### Exercise
Looking at the data below, state how many lines contain "abort". No other words are wanted.

### Source data

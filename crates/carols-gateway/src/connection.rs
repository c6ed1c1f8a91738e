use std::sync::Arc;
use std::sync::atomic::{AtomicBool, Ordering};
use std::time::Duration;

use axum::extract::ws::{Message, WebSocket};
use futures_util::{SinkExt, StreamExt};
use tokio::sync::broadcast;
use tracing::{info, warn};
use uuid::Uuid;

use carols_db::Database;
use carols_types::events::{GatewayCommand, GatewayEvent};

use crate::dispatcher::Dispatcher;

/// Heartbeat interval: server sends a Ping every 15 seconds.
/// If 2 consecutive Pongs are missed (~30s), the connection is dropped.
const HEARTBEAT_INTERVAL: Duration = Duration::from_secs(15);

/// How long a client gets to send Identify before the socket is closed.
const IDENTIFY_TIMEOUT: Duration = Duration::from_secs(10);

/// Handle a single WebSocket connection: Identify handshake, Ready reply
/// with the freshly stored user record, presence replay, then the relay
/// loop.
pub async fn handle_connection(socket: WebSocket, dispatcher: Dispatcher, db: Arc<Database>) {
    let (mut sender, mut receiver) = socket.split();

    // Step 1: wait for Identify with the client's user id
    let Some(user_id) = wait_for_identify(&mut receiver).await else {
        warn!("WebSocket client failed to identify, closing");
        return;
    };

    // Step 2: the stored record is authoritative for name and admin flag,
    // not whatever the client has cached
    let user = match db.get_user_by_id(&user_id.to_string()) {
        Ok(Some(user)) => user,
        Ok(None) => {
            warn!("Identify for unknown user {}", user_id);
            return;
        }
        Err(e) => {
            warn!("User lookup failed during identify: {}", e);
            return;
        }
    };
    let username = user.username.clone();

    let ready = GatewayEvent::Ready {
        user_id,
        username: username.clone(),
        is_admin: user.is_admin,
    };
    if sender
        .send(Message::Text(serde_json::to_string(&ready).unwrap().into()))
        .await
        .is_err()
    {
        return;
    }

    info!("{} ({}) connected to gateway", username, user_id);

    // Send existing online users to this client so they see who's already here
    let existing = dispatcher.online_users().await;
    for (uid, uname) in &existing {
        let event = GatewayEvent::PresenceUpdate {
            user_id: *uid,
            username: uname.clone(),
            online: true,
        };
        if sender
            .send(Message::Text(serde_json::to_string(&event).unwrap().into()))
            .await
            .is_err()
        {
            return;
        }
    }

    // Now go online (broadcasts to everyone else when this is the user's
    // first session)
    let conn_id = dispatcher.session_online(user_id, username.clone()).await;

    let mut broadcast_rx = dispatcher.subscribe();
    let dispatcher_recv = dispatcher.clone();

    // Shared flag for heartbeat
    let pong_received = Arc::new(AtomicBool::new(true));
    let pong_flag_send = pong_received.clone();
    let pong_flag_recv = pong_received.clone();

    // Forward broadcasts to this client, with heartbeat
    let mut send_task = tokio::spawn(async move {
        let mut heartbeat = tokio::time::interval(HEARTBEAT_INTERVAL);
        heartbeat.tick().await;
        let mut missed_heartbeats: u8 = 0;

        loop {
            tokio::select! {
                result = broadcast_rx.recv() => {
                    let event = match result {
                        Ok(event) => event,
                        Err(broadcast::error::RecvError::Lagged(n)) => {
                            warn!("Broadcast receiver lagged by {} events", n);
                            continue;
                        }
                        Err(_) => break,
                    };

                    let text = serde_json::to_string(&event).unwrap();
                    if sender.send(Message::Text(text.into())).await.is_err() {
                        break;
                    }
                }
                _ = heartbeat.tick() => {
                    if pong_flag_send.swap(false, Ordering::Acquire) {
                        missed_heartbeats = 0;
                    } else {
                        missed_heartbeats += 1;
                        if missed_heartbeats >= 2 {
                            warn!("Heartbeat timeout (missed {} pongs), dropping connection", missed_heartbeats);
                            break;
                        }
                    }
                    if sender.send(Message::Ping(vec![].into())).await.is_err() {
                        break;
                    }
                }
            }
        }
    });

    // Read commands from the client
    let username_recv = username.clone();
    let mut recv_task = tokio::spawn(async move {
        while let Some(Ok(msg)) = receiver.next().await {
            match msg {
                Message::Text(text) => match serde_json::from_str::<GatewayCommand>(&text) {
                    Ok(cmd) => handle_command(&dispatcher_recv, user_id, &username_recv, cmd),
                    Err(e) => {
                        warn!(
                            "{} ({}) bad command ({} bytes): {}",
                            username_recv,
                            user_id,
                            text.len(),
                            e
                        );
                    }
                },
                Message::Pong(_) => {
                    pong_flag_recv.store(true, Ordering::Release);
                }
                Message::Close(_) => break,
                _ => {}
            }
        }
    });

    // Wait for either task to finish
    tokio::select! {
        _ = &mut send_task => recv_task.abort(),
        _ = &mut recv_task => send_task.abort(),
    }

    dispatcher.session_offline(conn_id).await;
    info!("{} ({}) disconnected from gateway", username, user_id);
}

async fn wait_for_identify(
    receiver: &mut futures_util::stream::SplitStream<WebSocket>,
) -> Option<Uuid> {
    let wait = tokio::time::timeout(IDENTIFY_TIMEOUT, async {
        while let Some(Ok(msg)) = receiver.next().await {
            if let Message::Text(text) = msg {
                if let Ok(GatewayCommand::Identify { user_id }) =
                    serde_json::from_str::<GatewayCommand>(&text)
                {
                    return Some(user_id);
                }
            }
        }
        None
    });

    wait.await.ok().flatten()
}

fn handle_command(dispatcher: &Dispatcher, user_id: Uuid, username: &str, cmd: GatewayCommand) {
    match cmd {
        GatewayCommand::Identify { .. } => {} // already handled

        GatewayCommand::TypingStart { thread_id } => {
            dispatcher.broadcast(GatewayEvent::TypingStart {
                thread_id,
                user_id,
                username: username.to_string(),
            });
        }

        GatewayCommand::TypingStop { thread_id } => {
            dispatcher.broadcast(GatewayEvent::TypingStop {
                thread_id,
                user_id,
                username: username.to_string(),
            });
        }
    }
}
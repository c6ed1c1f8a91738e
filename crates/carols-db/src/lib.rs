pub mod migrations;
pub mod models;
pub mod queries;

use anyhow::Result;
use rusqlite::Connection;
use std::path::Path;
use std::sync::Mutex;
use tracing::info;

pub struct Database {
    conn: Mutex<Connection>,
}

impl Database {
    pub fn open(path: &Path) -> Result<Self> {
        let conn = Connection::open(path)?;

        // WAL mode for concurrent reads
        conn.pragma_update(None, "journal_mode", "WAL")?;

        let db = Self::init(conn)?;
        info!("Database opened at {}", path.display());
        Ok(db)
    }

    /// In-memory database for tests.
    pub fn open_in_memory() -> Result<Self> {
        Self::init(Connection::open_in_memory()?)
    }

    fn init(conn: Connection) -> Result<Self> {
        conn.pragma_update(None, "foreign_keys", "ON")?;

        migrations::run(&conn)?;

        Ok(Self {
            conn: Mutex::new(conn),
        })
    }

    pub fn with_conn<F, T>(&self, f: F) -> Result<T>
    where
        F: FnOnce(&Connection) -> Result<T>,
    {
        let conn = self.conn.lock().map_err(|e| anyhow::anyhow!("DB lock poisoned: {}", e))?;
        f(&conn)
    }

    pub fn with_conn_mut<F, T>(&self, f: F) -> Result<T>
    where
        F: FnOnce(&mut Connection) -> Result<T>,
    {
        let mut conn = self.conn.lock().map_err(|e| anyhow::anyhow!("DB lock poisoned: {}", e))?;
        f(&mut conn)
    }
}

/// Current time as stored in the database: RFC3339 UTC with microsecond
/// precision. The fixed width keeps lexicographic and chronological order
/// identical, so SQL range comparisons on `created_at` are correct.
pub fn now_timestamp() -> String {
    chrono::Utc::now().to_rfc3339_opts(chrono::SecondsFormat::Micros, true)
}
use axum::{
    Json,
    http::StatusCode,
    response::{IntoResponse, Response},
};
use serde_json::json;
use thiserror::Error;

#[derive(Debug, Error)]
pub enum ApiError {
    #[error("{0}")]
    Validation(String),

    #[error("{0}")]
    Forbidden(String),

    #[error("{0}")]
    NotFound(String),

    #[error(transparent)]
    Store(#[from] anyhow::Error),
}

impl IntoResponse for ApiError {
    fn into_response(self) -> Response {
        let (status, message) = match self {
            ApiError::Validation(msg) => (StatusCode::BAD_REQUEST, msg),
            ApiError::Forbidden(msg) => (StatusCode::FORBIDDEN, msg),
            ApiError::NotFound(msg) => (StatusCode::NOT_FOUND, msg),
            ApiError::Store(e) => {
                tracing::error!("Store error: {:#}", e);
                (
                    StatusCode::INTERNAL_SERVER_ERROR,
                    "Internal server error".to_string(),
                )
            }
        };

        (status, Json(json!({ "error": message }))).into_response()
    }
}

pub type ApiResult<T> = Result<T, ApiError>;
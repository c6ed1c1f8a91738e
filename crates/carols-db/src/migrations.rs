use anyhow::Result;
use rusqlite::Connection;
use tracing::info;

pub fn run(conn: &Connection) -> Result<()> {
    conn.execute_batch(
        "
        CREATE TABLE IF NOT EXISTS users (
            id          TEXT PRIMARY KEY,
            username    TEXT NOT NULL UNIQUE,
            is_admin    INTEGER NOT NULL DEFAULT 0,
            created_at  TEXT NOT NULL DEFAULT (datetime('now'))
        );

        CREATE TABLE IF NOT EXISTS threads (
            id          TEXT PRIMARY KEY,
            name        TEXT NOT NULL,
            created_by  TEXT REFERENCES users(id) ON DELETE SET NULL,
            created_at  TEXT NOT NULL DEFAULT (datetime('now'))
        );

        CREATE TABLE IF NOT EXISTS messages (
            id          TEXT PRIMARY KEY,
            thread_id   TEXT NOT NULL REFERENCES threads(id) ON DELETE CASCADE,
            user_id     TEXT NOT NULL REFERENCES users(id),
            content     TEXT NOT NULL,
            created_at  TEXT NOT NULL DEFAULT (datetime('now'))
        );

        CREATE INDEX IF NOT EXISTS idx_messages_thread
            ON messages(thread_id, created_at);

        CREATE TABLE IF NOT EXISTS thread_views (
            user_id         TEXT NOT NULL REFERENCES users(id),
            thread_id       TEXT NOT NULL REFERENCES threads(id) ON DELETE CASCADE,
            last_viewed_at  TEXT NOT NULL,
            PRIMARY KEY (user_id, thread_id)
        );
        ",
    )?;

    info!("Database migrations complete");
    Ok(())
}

### Result
2